Then Marcia took down the pink sprigged chintz that she had made a year ago and laid it near the other things, with a bit of black velvet and the quaint old brooch. She felt a little dubious about appearing on such a great occasion, almost in Albany, in a chintz dress and with no wrap. Stay! There was the white crêpe shawl, all her own, that David had brought her. She had not felt like wearing it to Hannah Heath's wedding, it seemed too precious to take near an unloving person like Hannah. Before that she had never felt an occasion great enough. Now she drew it forth breathlessly. A white crêpe shawl and a pink calico sunbonnet! Marcia laughed softly. But then, what matter! David had said wear it.

All things were ready for the morrow now. There were even her white lace mitts that Aunt Polly in an unusual fit of benevolence had given her.

Then, as if to make the change complete, she searched out an old night robe, plain but smooth and clean and arrayed herself in it, and so, thankful, happy, she lay down as she had been bidden and fell asleep.

David in the room below pondered, strange to say, the subject of dress. There was some pride beneath it all, of course; there always is behind the great problem of dress. It was the rejected bonnet lying in the corner with its blue ribbons limp and its blue flowers crushed that made that subject paramount among so many others he might have chosen for his night's meditation.

He was going over to close the parlor window, when he saw the thing lying innocent and discarded in the corner. Though it bore an injured look, it yet held enough of its original aristocratic style to cause him to stop and think.

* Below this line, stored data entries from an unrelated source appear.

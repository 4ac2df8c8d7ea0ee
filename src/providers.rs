//! Provider system
//!
//! A provider answers the draws of a property. Three are bundled:
//!
//! - [`SymbolicProvider`] answers every draw with a solver variable and steers
//!   each iteration down an unexplored path of its [`PathTree`](crate::datatree::PathTree).
//! - [`RandomProvider`] samples concrete values from a seeded `ChaCha8Rng`.
//! - [`ReplayProvider`] hands back a fixed list of recorded values. The concrete
//!   validator uses it to re-run suspected failures.
//!
//! Providers are created by name through the [`ProviderRegistry`]. The global
//! registry knows `"random"` and `"symbolic"`.

use crate::choice::{
    BooleanConstraints, BytesConstraints, ChoiceConstraints, ChoiceType, ChoiceValue, Constraints, FloatConstraints,
    IntegerConstraints, StringConstraints,
};
use crate::config::ProviderConfig;
use crate::data::{Abort, DrawBudget, DrawRequest, Interrupt, TestCase};
use crate::errors::{BridgeError, CannotProceedScope};
use crate::observability::{IterationObservation, LogSink, ObservationSink};
use crate::realization::host_scope;
use crate::session::{ExecutionSession, ExecutionState, ExplorationProbe, PathRecord};
use crate::solver::{EngineError, EnumerativeEngine, SymbolicEngine};
use crate::symbolic::{SymBool, SymBytes, SymFloat, SymInt, SymStr, Value};
use crate::validator::{ConcreteValidator, Validation};
use crate::verdict::{
    classify, panic_message, Classification, Counterexample, DiscardReason, FailureOrigin, RawOutcome, Verdict,
};
use once_cell::sync::Lazy;
use rand::{Rng, RngCore, SeedableRng};
use rand_chacha::ChaCha8Rng;
use std::any::Any;
use std::cell::RefCell;
use std::collections::{HashMap, VecDeque};
use std::panic::{catch_unwind, resume_unwind, AssertUnwindSafe};
use std::rc::Rc;
use std::sync::{Mutex, MutexGuard, PoisonError};
use std::time::{Duration, Instant};

/// Name of the symbolic backend in the registry.
pub const SYMBOLIC_BACKEND: &str = "symbolic";

/// Name of the native random backend in the registry.
pub const RANDOM_BACKEND: &str = "random";

/// A property under test. Returns `false` (or panics) on failure.
pub type Property<'p> = dyn FnMut(&mut TestCase<'_>) -> bool + 'p;

/// Lifetime management for providers
#[derive(Debug, Clone, Copy, PartialEq, Eq)]
pub enum ProviderLifetime {
    /// Provider lives for the duration of a single test case
    TestCase,
    /// Provider lives for the duration of a test run
    TestRun,
}

/// Where an exploration stands.
#[derive(Debug, Clone, Copy, PartialEq, Eq)]
pub enum ExplorationStatus {
    /// Unexplored paths remain.
    Open,
    /// Every path was covered without a budget cutting any of them short.
    Verified,
    /// Every path was covered, but some were truncated.
    Exhausted,
    /// The remaining paths all hit their retry limit.
    Stalled,
}
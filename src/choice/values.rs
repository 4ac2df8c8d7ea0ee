//! Value handling and utility functions for choices

use super::{ChoiceType, ChoiceValue, Constraints};

/// Check if two choice values are identical.
///
/// This is identity rather than IEEE equality: NaN equals NaN and `-0.0` differs
/// from `+0.0`. Realized draws are compared this way when checking that a replay
/// reproduced the same inputs.
pub fn choice_equal(a: &ChoiceValue, b: &ChoiceValue) -> bool {
    match (a, b) {
        (ChoiceValue::Integer(a), ChoiceValue::Integer(b)) => a == b,
        (ChoiceValue::Boolean(a), ChoiceValue::Boolean(b)) => a == b,
        (ChoiceValue::Float(a), ChoiceValue::Float(b)) => {
            if a.is_nan() || b.is_nan() {
                a.is_nan() && b.is_nan()
            } else {
                a.to_bits() == b.to_bits()
            }
        }
        (ChoiceValue::String(a), ChoiceValue::String(b)) => a == b,
        (ChoiceValue::Bytes(a), ChoiceValue::Bytes(b)) => a == b,
        _ => false,
    }
}

/// Check if a choice value is permitted under the given constraints.
///
/// This is the predicate a native draw satisfies by construction; every
/// concretized symbolic draw must satisfy it too.
pub fn choice_permitted(value: &ChoiceValue, constraints: &Constraints) -> bool {
    match (value, constraints) {
        (ChoiceValue::Integer(val), Constraints::Integer(c)) => c.is_valid(*val),
        (ChoiceValue::Integer(val), Constraints::Choice(c)) => c.validate(*val),
        (ChoiceValue::Boolean(val), Constraints::Boolean(c)) => c.permits(*val),
        (ChoiceValue::Float(val), Constraints::Float(c)) => c.validate(*val),
        (ChoiceValue::String(val), Constraints::String(c)) => c.validate(val),
        (ChoiceValue::Bytes(val), Constraints::Bytes(c)) => c.validate(val),
        _ => false,
    }
}

/// The choice type a concrete value belongs to. Choice indices report as integers.
pub fn choice_type_of(value: &ChoiceValue) -> ChoiceType {
    match value {
        ChoiceValue::Integer(_) => ChoiceType::Integer,
        ChoiceValue::Boolean(_) => ChoiceType::Boolean,
        ChoiceValue::Float(_) => ChoiceType::Float,
        ChoiceValue::String(_) => ChoiceType::String,
        ChoiceValue::Bytes(_) => ChoiceType::Bytes,
    }
}

#[cfg(test)]
mod tests {
    use super::*;
    use crate::choice::{
        BooleanConstraints, BytesConstraints, ChoiceConstraints, FloatConstraints, IntegerConstraints, IntervalSet,
        StringConstraints,
    };

    #[test]
    fn test_choice_equal_floats() {
        assert!(choice_equal(&ChoiceValue::Float(1.0), &ChoiceValue::Float(1.0)));
        assert!(choice_equal(&ChoiceValue::Float(f64::NAN), &ChoiceValue::Float(f64::NAN)));
        assert!(!choice_equal(&ChoiceValue::Float(0.0), &ChoiceValue::Float(-0.0)));
        assert!(!choice_equal(&ChoiceValue::Float(1.0), &ChoiceValue::Integer(1)));
    }

    #[test]
    fn test_choice_permitted_integer() {
        let constraints = Constraints::Integer(IntegerConstraints::bounded(0, 10));
        assert!(choice_permitted(&ChoiceValue::Integer(0), &constraints));
        assert!(choice_permitted(&ChoiceValue::Integer(10), &constraints));
        assert!(!choice_permitted(&ChoiceValue::Integer(-1), &constraints));
        assert!(!choice_permitted(&ChoiceValue::Integer(11), &constraints));
    }

    #[test]
    fn test_choice_permitted_choice_index() {
        let constraints = Constraints::Choice(ChoiceConstraints::new(3));
        assert!(choice_permitted(&ChoiceValue::Integer(2), &constraints));
        assert!(!choice_permitted(&ChoiceValue::Integer(3), &constraints));
        assert!(!choice_permitted(&ChoiceValue::Integer(-1), &constraints));
    }

    #[test]
    fn test_choice_permitted_boolean_edges() {
        let never = Constraints::Boolean(BooleanConstraints::with_probability(0.0));
        assert!(choice_permitted(&ChoiceValue::Boolean(false), &never));
        assert!(!choice_permitted(&ChoiceValue::Boolean(true), &never));
    }

    #[test]
    fn test_choice_permitted_float_signed_zero() {
        let constraints = Constraints::Float(FloatConstraints::bounded(0.0, 1.0));
        assert!(choice_permitted(&ChoiceValue::Float(0.0), &constraints));
        assert!(!choice_permitted(&ChoiceValue::Float(-0.0), &constraints));
        assert!(!choice_permitted(&ChoiceValue::Float(f64::NAN), &constraints));
    }

    #[test]
    fn test_choice_permitted_string_and_bytes() {
        let strings = Constraints::String(StringConstraints::new(IntervalSet::from_string("abc"), Some(1), Some(5)));
        assert!(choice_permitted(&ChoiceValue::String("abc".to_string()), &strings));
        assert!(!choice_permitted(&ChoiceValue::String(String::new()), &strings));
        assert!(!choice_permitted(&ChoiceValue::String("abcd".to_string()), &strings));

        let bytes = Constraints::Bytes(BytesConstraints::new(Some(2), Some(4)));
        assert!(choice_permitted(&ChoiceValue::Bytes(vec![1, 2]), &bytes));
        assert!(!choice_permitted(&ChoiceValue::Bytes(vec![1]), &bytes));
    }
}
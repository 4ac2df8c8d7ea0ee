//! # Draw requests and the test case handed to properties
//!
//! A property receives a [`TestCase`] and pulls every input out of it through
//! typed draws. Each draw becomes a [`DrawRequest`] that is forwarded to the active
//! [`PrimitiveProvider`]; the provider answers with a [`Value`] proxy.
//!
//! ## Control flow
//!
//! Engine conditions discovered while the property is running (unsatisfiable
//! paths, deadlines, nondeterminism, budget overruns, engine faults) cannot be
//! returned through user code. They are raised as an [`Abort`] payload with
//! [`std::panic::resume_unwind`], which skips the panic hook, and are classified by
//! payload type once control is back at the session boundary. Host interrupts use
//! the separate [`Interrupt`] payload, which is never classified and is re-raised
//! verbatim.
//!
//! ## Draw signatures
//!
//! The exploration tree keys draw edges on a [`DrawSignature`]: the draw kind plus
//! a SHA-256 digest of the constraints. The drawn value never takes part, so the
//! same draw site produces the same edge regardless of the model chosen for it.

use crate::choice::{
    choice_permitted, BooleanConstraints, BytesConstraints, ChoiceConstraints, ChoiceType, ChoiceValue, Constraints,
    FloatConstraints, IntegerConstraints, StringConstraints,
};
use crate::providers::PrimitiveProvider;
use crate::solver::EngineError;
use crate::symbolic::{SymBool, SymBytes, SymFloat, SymInt, SymStr, Value};
use sha2::{Digest, Sha256};
use thiserror::Error;

/// Errors in the parameters of a draw request.
#[derive(Debug, Clone, PartialEq, Eq, Error)]
pub enum DrawError {
    #[error("invalid range: min_value > max_value")]
    InvalidRange,
    #[error("probability must be between 0.0 and 1.0")]
    InvalidProbability,
    #[error("cannot draw a non-empty string from an empty alphabet")]
    EmptyAlphabet,
    #[error("invalid float bounds: {0}")]
    InvalidFloatBounds(String),
    #[error("choice over zero options")]
    EmptyChoice,
    #[error("forced value {0} is not permitted by the draw constraints")]
    ForcedNotPermitted(String),
    #[error("forced value has kind {found}, draw expects {expected}")]
    TypeMismatch { expected: ChoiceType, found: ChoiceType },
}
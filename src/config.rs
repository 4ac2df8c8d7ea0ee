//! Provider configuration
//!
//! Settings are plain data with serde support so a host can keep them in a JSON
//! file next to its other test settings. Durations are written as fractional
//! seconds. Every field has a default, so `{}` is a valid configuration.

use crate::data::DrawBudget;
use crate::session::PathLimits;
use serde::{Deserialize, Deserializer, Serialize, Serializer};
use std::path::Path;
use std::time::Duration;
use thiserror::Error;

#[derive(Debug, Clone, PartialEq, Eq, Error)]
pub enum ConfigError {
    #[error("cannot read configuration: {0}")]
    Io(String),
    #[error("cannot parse configuration: {0}")]
    Parse(String),
    #[error("{0}")]
    Invalid(String),
}

/// Settings of the symbolic provider.
#[derive(Debug, Clone, PartialEq, Serialize, Deserialize)]
#[serde(default, deny_unknown_fields)]
pub struct ProviderConfig {
    /// Wall-clock budget for one path.
    #[serde(with = "seconds")]
    pub per_path_timeout: Duration,

    /// Budget for a single satisfiability check. Defaults to half the path
    /// budget.
    #[serde(with = "optional_seconds")]
    pub model_check_timeout: Option<Duration>,

    /// Nesting depth available to recursive generators.
    pub max_expansion_depth: usize,

    /// Largest collection a single `draw_vec` may produce.
    pub max_collection_size: usize,

    /// Decisions allowed on one path before it is cut off.
    pub max_path_depth: usize,

    /// Abandoned attempts after which a node is no longer selected.
    pub max_path_retries: u32,

    /// Concrete replays of a suspected failure.
    pub concrete_replays: usize,

    /// Also replay passing paths concretely.
    pub validate_passes: bool,

    /// Emit one observation per iteration.
    pub report_observations: bool,
}

impl Default for ProviderConfig {
    fn default() -> Self {
        Self {
            per_path_timeout: Duration::from_millis(2500),
            model_check_timeout: None,
            max_expansion_depth: 8,
            max_collection_size: 64,
            max_path_depth: 1000,
            max_path_retries: 3,
            concrete_replays: 2,
            validate_passes: false,
            report_observations: false,
        }
    }
}

impl ProviderConfig {
    pub fn from_json(text: &str) -> Result<Self, ConfigError> {
        let config: Self = serde_json::from_str(text).map_err(|e| ConfigError::Parse(e.to_string()))?;
        config.validate()?;
        Ok(config)
    }

    pub fn from_json_file(path: impl AsRef<Path>) -> Result<Self, ConfigError> {
        let path = path.as_ref();
        let text = std::fs::read_to_string(path).map_err(|e| ConfigError::Io(format!("{}: {}", path.display(), e)))?;
        Self::from_json(&text)
    }

    pub fn to_json(&self) -> Result<String, ConfigError> {
        serde_json::to_string_pretty(self).map_err(|e| ConfigError::Parse(e.to_string()))
    }

    pub fn validate(&self) -> Result<(), ConfigError> {
        if self.per_path_timeout.is_zero() {
            return Err(ConfigError::Invalid("per_path_timeout must be positive".into()));
        }
        if let Some(check) = self.model_check_timeout {
            if check.is_zero() || check > self.per_path_timeout {
                return Err(ConfigError::Invalid(
                    "model_check_timeout must be positive and at most per_path_timeout".into(),
                ));
            }
        }
        if self.max_path_depth == 0 {
            return Err(ConfigError::Invalid("max_path_depth must be positive".into()));
        }
        if self.max_path_retries == 0 {
            return Err(ConfigError::Invalid("max_path_retries must be positive".into()));
        }
        if self.concrete_replays == 0 {
            return Err(ConfigError::Invalid("concrete_replays must be at least 1".into()));
        }
        Ok(())
    }

    pub fn model_check_timeout(&self) -> Duration {
        self.model_check_timeout.unwrap_or(self.per_path_timeout / 2)
    }

    pub fn draw_budget(&self) -> DrawBudget {
        DrawBudget::new(self.max_expansion_depth, self.max_collection_size)
    }

    pub(crate) fn path_limits(&self) -> PathLimits {
        PathLimits {
            per_path_timeout: self.per_path_timeout,
            model_check_timeout: self.model_check_timeout(),
            max_path_depth: self.max_path_depth,
        }
    }
}

mod seconds {
    use super::*;

    pub fn serialize<S: Serializer>(value: &Duration, serializer: S) -> Result<S::Ok, S::Error> {
        serializer.serialize_f64(value.as_secs_f64())
    }

    pub fn deserialize<'de, D: Deserializer<'de>>(deserializer: D) -> Result<Duration, D::Error> {
        let secs = f64::deserialize(deserializer)?;
        Duration::try_from_secs_f64(secs).map_err(serde::de::Error::custom)
    }
}

mod optional_seconds {
    use super::*;

    pub fn serialize<S: Serializer>(value: &Option<Duration>, serializer: S) -> Result<S::Ok, S::Error> {
        match value {
            Some(duration) => serializer.serialize_some(&duration.as_secs_f64()),
            None => serializer.serialize_none(),
        }
    }

    pub fn deserialize<'de, D: Deserializer<'de>>(deserializer: D) -> Result<Option<Duration>, D::Error> {
        match Option::<f64>::deserialize(deserializer)? {
            Some(secs) => Duration::try_from_secs_f64(secs).map(Some).map_err(serde::de::Error::custom),
            None => Ok(None),
        }
    }
}

#[cfg(test)]
mod tests {
    use super::*;
    use std::io::Write;

    #[test]
    fn test_empty_object_gives_defaults() {
        let config = ProviderConfig::from_json("{}").unwrap();
        assert_eq!(config, ProviderConfig::default());
        assert_eq!(config.model_check_timeout(), Duration::from_millis(1250));
    }

    #[test]
    fn test_durations_are_seconds() {
        let config = ProviderConfig::from_json(r#"{"per_path_timeout": 0.5, "model_check_timeout": 0.1}"#).unwrap();
        assert_eq!(config.per_path_timeout, Duration::from_millis(500));
        assert_eq!(config.model_check_timeout(), Duration::from_millis(100));
        let reparsed = ProviderConfig::from_json(&config.to_json().unwrap()).unwrap();
        assert_eq!(reparsed, config);
    }

    #[test]
    fn test_invalid_values_are_rejected() {
        assert!(matches!(
            ProviderConfig::from_json(r#"{"per_path_timeout": 0}"#),
            Err(ConfigError::Invalid(_))
        ));
        assert!(matches!(
            ProviderConfig::from_json(r#"{"per_path_timeout": 1.0, "model_check_timeout": 2.0}"#),
            Err(ConfigError::Invalid(_))
        ));
        assert!(matches!(
            ProviderConfig::from_json(r#"{"per_path_timeout": -1.0}"#),
            Err(ConfigError::Parse(_))
        ));
        assert!(matches!(
            ProviderConfig::from_json(r#"{"unknown_setting": 1}"#),
            Err(ConfigError::Parse(_))
        ));
    }

    #[test]
    fn test_load_from_file() {
        let mut file = tempfile::NamedTempFile::new().unwrap();
        write!(file, r#"{{"max_path_retries": 5, "validate_passes": true}}"#).unwrap();
        let config = ProviderConfig::from_json_file(file.path()).unwrap();
        assert_eq!(config.max_path_retries, 5);
        assert!(config.validate_passes);
        assert_eq!(config.max_collection_size, 64);
    }

    #[test]
    fn test_missing_file_is_io_error() {
        let dir = tempfile::tempdir().unwrap();
        let err = ProviderConfig::from_json_file(dir.path().join("missing.json")).unwrap_err();
        assert!(matches!(err, ConfigError::Io(_)));
    }
}
impl Search<'_> {
    fn run(&mut self, level: usize) -> Outcome {
        if level == self.candidates.len() {
            return Outcome::Found;
        }
        let var = VarId(level as u32);
        let candidates = self.candidates;
        for value in &candidates[level] {
            self.steps += 1;
            if self.steps % DEADLINE_CHECK_INTERVAL == 0 && Instant::now() >= self.deadline {
                return Outcome::TimedOut;
            }
            self.model.insert(var, value.clone());
            let scheduled = self.scheduled;
            let mut consistent = true;
            for pred in &scheduled[level] {
                match eval_pred(pred, &self.model) {
                    Ok(true) => {}
                    Ok(false) => {
                        consistent = false;
                        break;
                    }
                    Err(_) => {
                        self.undetermined = true;
                        consistent = false;
                        break;
                    }
                }
            }
            if consistent {
                match self.run(level + 1) {
                    Outcome::Exhausted => {}
                    other => return other,
                }
            }
        }
        self.model.remove(var);
        Outcome::Exhausted
    }
}

/// Deduplicating, domain-filtering candidate accumulator.
struct CandidateList<'a> {
    values: Vec<ChoiceValue>,
    seen: HashSet<ChoiceValue>,
    limit: usize,
    constraints: &'a Constraints,
}

impl<'a> CandidateList<'a> {
    fn new(limit: usize, constraints: &'a Constraints) -> Self {
        Self {
            values: Vec::new(),
            seen: HashSet::new(),
            limit,
            constraints,
        }
    }

    fn push(&mut self, value: ChoiceValue) {
        if self.is_full() || !choice_permitted(&value, self.constraints) {
            return;
        }
        if self.seen.insert(value.clone()) {
            self.values.push(value);
        }
    }

    fn is_full(&self) -> bool {
        self.values.len() >= self.limit
    }

    fn into_values(self) -> Vec<ChoiceValue> {
        self.values
    }
}

/// `t, t+1, t-1, t+2, t-2, ...` without overflowing.
fn outward(target: i128) -> impl Iterator<Item = i128> {
    std::iter::once(target).chain((1..).flat_map(move |d: i128| {
        [target.checked_add(d), target.checked_sub(d)].into_iter().flatten()
    }))
}

/// Number of sequences with lengths in `[min, max]` over an alphabet of `size`.
fn sequence_space(size: u64, min: usize, max: usize) -> Option<u128> {
    let mut total: u128 = 0;
    for len in min..=max {
        let count = (size as u128).checked_pow(u32::try_from(len).ok()?)?;
        total = total.checked_add(count)?;
    }
    Some(total)
}

/// Lengths worth enumerating: the smallest few plus any integer constant that
/// could be a length.
fn lengths_of_interest(min: usize, max: usize, constants: &[ChoiceValue]) -> Vec<usize> {
    let mut lengths: Vec<usize> = (min..=max.min(min.saturating_add(3))).collect();
    for constant in constants {
        let len = match constant {
            ChoiceValue::Integer(i) if *i >= 0 => *i as usize,
            ChoiceValue::String(s) => s.chars().count(),
            ChoiceValue::Bytes(b) => b.len(),
            _ => continue,
        };
        if len >= min && len <= max && !lengths.contains(&len) {
            lengths.push(len);
        }
    }
    lengths
}

/// Push sequences in shortlex order. When `exhaustive` is false only sequences
/// over the first few symbols are produced.
fn shortlex<T: Copy, F>(alphabet: &[T], lengths: &[usize], exhaustive: bool, out: &mut CandidateList<'_>, make: F)
where
    F: Fn(&[T]) -> ChoiceValue,
{
    if alphabet.is_empty() {
        if lengths.contains(&0) {
            out.push(make(&[]));
        }
        return;
    }
    let symbols = if exhaustive { alphabet } else { &alphabet[..alphabet.len().min(3)] };
    for &len in lengths {
        if out.is_full() {
            return;
        }
        let mut indices = vec![0usize; len];
        loop {
            if out.is_full() {
                return;
            }
            let seq: Vec<T> = indices.iter().map(|&i| symbols[i]).collect();
            out.push(make(&seq));
            // odometer increment, last position fastest
            let mut pos = len;
            loop {
                if pos == 0 {
                    break;
                }
                pos -= 1;
                indices[pos] += 1;
                if indices[pos] < symbols.len() {
                    break;
                }
                indices[pos] = 0;
            }
            if indices.iter().all(|&i| i == 0) {
                break;
            }
        }
    }
}

/// Adjacent representable float towards +inf (`up`) or -inf.
fn next_float(x: f64, up: bool) -> f64 {
    if x.is_nan() || (up && x == f64::INFINITY) || (!up && x == f64::NEG_INFINITY) {
        return x;
    }
    if x == 0.0 {
        let tiny = f64::from_bits(1);
        return if up { tiny } else { -tiny };
    }
    let bits = x.to_bits();
    let bits = if (x > 0.0) == up { bits + 1 } else { bits - 1 };
    f64::from_bits(bits)
}
#[cfg(test)]
mod tests {
    use super::*;

    #[test]
    fn test_sign_aware_lte_orders_zeros() {
        assert!(sign_aware_lte(-0.0, 0.0));
        assert!(!sign_aware_lte(0.0, -0.0));
        assert!(sign_aware_lte(0.0, 0.0));
        assert!(sign_aware_lte(-0.0, -0.0));
        assert!(sign_aware_lte(-1.0, 2.0));
        assert!(!sign_aware_lte(f64::NAN, 1.0));
    }

    #[test]
    fn test_float_min_zero_excludes_negative_zero() {
        let constraints = FloatConstraints::bounded(0.0, 1.0);
        assert!(constraints.validate(0.0));
        assert!(!constraints.validate(-0.0));

        let negative = FloatConstraints::bounded(-1.0, -0.0);
        assert!(negative.validate(-0.0));
        assert!(!negative.validate(0.0));
    }

    #[test]
    fn test_float_smallest_nonzero_magnitude() {
        let mut constraints = FloatConstraints::bounded(-10.0, 10.0);
        constraints.smallest_nonzero_magnitude = 1.0;
        assert!(constraints.validate(0.0));
        assert!(constraints.validate(-1.0));
        assert!(!constraints.validate(0.5));
        assert!(!constraints.validate(-0.25));
    }

    #[test]
    fn test_float_clamp_lands_inside_domain() {
        let constraints = FloatConstraints::bounded(0.0, 1.0);
        for raw in [-0.0, -5.0, 7.0, 0.5, f64::NAN] {
            let clamped = constraints.clamp(raw);
            assert!(constraints.validate(clamped), "{} clamped to {}", raw, clamped);
        }
    }

    #[test]
    fn test_float_constructor_rejects_inverted_zero_bounds() {
        assert!(FloatConstraints::with_smallest_nonzero_magnitude(Some(0.0), Some(-0.0), false, 1.0).is_err());
        assert!(FloatConstraints::with_smallest_nonzero_magnitude(None, None, true, 0.0).is_err());
        assert!(FloatConstraints::with_smallest_nonzero_magnitude(Some(-0.0), Some(0.0), false, 1.0).is_ok());
    }

    #[test]
    fn test_integer_domain_and_target() {
        let constraints = IntegerConstraints::new(Some(5), Some(9), Some(0));
        assert_eq!(constraints.domain_size(), Some(5));
        assert_eq!(constraints.shrinking_target(), 5);
        assert!(constraints.is_valid(9));
        assert!(!constraints.is_valid(10));
        assert_eq!(IntegerConstraints::unbounded().domain_size(), None);
        assert_eq!(IntegerConstraints::bounded(3, 2).domain_size(), Some(0));
    }

    #[test]
    fn test_interval_set_merges_adjacent_characters() {
        let set = IntervalSet::from_string("cabxz");
        assert_eq!(set.intervals, vec![(97, 99), (120, 120), (122, 122)]);
        assert_eq!(set.size(), 5);
        assert_eq!(set.leading_chars(4), vec!['a', 'b', 'c', 'x']);
        assert!(IntervalSet::default().is_unrestricted());
    }

    #[test]
    fn test_string_size_counts_codepoints() {
        let constraints = StringConstraints::new(IntervalSet::all_characters(), Some(2), Some(2));
        assert!(constraints.validate("éé"));
        assert!(!constraints.validate("é"));
    }

    #[test]
    fn test_boolean_permits() {
        assert!(!BooleanConstraints::with_probability(0.0).permits(true));
        assert!(!BooleanConstraints::with_probability(1.0).permits(false));
        assert!(BooleanConstraints::new().permits(true));
    }
}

It was all well enough to suggest that Marcia wear a pink sunbonnet. It sounded deliciously picturesque. She looked lovely in pink and a sunbonnet was pretty and sensible on any one; but the morrow was a great day. David would be seen of many and his wife would come under strict scrutiny. Moreover it was possible that Kate might be upon the scene to jeer at her sister in a sunbonnet. In fact, when he considered it he would not like to take his wife to Albany in a sunbonnet. It behoved him to consider. The outrageous words which he had heard Mistress Leavenworth speak to his wife still burned in his brain like needles of torture: revelation of the true character of the woman he had once longed to call his own.